● **Directions**: Quote exactly and only this range of lines in the data below: the line that holds "local order, with" to the line that holds "for entry in local", both included.

[Stored data entries]
◆ ◆ ◆ ◆ ◆ ◆ ◆
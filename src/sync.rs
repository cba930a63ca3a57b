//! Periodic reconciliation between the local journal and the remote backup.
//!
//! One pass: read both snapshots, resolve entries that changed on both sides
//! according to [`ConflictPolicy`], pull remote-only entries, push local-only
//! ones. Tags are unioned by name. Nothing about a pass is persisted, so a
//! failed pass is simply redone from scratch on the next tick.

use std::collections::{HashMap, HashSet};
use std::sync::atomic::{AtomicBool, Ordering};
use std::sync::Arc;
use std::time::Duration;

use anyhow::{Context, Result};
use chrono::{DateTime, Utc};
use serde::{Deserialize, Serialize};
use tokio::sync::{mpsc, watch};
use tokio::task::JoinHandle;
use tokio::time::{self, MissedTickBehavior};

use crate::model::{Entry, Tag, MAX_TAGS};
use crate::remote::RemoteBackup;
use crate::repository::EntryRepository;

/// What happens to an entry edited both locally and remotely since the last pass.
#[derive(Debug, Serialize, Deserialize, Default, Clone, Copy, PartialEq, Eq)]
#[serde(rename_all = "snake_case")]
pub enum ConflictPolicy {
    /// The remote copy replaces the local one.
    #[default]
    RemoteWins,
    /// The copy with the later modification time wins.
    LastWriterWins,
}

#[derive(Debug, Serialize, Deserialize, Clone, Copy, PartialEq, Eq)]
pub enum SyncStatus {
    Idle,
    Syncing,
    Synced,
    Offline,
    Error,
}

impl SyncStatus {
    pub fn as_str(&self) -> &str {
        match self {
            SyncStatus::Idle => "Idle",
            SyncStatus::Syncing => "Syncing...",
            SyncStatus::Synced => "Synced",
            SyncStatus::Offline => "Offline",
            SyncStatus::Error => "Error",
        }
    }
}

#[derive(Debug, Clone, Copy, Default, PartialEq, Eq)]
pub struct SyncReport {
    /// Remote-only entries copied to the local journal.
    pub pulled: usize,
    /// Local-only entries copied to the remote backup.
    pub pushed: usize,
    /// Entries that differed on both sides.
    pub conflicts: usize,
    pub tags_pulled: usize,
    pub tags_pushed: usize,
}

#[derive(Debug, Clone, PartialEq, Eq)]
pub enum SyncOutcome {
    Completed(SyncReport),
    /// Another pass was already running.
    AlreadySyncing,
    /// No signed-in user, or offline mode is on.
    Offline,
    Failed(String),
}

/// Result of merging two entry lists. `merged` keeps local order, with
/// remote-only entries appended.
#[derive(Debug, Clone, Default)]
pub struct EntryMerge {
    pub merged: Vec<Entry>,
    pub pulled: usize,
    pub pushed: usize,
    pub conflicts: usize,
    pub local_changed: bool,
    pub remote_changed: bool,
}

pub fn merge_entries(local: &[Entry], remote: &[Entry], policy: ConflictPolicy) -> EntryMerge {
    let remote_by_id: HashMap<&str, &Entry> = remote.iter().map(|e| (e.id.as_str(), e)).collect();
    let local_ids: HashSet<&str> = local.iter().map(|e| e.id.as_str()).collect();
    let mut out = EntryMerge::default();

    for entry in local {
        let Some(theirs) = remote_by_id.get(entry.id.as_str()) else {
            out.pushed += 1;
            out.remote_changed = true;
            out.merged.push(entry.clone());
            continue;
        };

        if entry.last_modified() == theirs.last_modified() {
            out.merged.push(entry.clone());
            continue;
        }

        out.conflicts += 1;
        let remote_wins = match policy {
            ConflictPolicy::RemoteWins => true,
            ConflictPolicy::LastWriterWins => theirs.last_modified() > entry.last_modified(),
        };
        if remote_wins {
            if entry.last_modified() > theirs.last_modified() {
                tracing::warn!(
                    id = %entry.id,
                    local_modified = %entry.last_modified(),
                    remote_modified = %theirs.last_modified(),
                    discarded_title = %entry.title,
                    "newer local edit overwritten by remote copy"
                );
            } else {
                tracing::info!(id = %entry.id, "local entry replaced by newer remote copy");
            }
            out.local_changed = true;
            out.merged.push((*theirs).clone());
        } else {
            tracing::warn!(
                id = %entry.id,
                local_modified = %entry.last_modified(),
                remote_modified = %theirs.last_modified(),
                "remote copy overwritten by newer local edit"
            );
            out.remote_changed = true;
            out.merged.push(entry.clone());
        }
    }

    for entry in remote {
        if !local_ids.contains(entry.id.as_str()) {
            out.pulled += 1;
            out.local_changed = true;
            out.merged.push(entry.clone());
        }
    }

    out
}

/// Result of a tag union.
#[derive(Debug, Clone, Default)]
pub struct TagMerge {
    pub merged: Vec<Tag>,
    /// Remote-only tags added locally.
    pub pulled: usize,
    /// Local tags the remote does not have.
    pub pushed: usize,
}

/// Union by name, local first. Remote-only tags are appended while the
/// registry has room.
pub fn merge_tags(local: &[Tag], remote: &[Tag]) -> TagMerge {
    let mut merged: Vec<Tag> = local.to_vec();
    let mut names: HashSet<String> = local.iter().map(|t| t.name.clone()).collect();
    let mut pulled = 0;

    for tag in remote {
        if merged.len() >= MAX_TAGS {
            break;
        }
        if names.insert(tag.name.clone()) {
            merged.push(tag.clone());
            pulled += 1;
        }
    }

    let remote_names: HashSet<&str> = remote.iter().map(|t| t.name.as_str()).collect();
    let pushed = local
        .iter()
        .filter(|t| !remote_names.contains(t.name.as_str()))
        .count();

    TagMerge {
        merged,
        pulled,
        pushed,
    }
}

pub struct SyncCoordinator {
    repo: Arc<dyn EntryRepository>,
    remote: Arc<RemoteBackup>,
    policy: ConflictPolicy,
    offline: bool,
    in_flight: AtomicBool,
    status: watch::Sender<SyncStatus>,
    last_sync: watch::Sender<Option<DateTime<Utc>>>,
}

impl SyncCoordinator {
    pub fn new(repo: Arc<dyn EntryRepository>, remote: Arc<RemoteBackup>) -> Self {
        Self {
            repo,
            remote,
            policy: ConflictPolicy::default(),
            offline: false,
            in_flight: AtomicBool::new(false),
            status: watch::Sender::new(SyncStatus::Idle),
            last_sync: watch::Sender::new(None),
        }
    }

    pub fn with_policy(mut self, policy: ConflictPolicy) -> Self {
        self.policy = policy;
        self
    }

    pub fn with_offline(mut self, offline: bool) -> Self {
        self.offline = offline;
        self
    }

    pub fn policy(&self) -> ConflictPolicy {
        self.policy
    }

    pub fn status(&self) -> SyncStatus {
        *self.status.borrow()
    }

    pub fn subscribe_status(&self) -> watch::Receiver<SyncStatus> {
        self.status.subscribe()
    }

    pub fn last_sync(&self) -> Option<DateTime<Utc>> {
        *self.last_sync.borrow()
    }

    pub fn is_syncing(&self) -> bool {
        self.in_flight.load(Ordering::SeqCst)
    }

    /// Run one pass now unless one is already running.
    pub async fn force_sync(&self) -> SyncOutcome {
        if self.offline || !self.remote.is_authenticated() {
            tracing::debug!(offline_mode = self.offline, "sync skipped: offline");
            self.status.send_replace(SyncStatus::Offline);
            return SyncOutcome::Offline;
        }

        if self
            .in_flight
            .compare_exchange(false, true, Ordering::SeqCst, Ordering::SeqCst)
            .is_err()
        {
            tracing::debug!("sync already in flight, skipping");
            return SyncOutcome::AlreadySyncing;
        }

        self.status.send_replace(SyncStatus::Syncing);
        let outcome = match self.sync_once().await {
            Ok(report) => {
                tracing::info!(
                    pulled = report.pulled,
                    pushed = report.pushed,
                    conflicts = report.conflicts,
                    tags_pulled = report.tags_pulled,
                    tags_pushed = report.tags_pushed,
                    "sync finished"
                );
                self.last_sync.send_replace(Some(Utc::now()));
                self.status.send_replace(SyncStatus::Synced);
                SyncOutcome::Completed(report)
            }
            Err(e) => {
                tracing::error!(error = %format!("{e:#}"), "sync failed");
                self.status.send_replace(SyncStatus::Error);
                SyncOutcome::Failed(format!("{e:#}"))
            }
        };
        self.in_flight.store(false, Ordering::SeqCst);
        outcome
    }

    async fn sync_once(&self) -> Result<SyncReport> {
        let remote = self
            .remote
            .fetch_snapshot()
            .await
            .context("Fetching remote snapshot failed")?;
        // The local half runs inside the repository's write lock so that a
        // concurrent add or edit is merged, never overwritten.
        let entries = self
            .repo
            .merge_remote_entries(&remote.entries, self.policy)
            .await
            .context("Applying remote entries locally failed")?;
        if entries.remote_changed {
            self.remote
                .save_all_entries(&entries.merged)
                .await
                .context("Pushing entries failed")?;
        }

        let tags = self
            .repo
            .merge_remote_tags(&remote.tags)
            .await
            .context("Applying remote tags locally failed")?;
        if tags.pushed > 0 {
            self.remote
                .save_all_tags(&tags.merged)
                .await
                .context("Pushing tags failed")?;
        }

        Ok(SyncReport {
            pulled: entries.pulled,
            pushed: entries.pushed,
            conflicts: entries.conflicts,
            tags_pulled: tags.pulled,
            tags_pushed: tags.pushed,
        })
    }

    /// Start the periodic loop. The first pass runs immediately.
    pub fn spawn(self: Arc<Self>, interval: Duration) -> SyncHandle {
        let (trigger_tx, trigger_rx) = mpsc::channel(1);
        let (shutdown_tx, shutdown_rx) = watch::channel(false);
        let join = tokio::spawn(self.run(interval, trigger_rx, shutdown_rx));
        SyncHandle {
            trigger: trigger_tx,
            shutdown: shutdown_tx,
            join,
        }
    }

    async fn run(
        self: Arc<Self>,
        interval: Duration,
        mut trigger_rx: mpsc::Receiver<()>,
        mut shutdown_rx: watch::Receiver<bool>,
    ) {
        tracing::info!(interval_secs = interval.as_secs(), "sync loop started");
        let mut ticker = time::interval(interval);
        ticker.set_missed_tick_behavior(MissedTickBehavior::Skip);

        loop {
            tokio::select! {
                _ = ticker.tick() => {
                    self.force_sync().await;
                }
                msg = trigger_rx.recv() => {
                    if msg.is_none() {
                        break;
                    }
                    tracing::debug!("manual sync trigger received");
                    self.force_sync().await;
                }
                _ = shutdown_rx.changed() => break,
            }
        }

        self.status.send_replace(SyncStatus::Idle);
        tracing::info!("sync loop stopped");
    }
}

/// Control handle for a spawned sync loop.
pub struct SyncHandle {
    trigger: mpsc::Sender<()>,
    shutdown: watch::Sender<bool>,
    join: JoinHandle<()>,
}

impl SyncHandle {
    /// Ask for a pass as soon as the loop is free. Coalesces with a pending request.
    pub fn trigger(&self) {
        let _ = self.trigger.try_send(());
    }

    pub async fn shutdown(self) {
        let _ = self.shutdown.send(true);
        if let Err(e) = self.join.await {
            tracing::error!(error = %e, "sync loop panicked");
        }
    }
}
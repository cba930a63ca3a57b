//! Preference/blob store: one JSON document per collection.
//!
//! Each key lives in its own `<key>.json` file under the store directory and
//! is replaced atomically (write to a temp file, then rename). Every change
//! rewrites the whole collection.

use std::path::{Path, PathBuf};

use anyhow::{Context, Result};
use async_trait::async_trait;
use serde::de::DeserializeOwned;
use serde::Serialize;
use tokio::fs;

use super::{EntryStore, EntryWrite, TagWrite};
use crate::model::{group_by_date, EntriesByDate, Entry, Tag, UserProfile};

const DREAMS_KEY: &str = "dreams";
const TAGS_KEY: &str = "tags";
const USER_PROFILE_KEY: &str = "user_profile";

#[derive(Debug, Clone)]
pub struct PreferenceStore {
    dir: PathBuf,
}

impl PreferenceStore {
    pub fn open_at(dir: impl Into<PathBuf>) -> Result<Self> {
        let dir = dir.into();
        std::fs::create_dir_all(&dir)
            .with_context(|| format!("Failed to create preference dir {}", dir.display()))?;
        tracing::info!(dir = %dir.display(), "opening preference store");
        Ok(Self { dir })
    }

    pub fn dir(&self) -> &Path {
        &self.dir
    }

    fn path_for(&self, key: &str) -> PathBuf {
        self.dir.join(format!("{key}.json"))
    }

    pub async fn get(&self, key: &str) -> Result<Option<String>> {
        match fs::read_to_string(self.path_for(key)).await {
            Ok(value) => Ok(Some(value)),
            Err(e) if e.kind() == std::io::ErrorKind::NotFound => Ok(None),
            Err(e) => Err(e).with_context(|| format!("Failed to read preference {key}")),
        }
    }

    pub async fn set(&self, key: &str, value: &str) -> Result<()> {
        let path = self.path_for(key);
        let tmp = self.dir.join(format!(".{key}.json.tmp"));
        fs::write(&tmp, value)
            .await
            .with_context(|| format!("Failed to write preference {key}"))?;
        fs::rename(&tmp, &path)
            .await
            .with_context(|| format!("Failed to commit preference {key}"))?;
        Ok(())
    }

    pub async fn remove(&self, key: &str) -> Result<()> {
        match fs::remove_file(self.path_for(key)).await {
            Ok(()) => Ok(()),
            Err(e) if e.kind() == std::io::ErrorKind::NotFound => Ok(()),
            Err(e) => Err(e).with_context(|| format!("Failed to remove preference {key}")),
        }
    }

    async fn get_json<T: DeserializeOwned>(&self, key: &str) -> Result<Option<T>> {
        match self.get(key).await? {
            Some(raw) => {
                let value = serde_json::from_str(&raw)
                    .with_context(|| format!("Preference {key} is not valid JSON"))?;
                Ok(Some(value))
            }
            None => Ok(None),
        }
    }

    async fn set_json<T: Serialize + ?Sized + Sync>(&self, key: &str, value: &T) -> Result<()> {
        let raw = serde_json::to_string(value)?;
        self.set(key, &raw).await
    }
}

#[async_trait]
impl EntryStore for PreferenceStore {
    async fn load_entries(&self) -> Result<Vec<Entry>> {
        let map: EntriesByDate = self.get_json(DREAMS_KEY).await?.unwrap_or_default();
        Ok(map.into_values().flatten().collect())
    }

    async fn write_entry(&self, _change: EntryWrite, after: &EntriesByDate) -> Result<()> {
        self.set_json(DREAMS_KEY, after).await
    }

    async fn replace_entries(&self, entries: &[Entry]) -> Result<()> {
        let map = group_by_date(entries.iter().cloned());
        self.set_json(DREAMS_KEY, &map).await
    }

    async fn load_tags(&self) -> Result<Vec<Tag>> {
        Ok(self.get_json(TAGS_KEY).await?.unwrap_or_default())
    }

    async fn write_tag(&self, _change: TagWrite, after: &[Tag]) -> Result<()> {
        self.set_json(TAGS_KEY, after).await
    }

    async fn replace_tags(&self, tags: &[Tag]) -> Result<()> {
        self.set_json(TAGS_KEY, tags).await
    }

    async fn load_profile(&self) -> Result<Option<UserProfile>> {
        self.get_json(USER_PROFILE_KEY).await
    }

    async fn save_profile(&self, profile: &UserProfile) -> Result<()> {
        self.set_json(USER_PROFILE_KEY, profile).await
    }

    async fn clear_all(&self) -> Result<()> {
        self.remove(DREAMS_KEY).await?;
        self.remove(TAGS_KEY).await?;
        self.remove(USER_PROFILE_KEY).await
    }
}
◆ ◆ ◆ ◆ ◆ ◆ ◆
● **Exercise output**:
/// Result of merging two entry lists. `merged` keeps local order, with
/// remote-only entries appended.
#[derive(Debug, Clone, Default)]
pub struct EntryMerge {
    pub merged: Vec<Entry>,
    pub pulled: usize,
    pub pushed: usize,
    pub conflicts: usize,
    pub local_changed: bool,
    pub remote_changed: bool,
}

pub fn merge_entries(local: &[Entry], remote: &[Entry], policy: ConflictPolicy) -> EntryMerge {
    let remote_by_id: HashMap<&str, &Entry> = remote.iter().map(|e| (e.id.as_str(), e)).collect();
    let local_ids: HashSet<&str> = local.iter().map(|e| e.id.as_str()).collect();
    let mut out = EntryMerge::default();

    for entry in local {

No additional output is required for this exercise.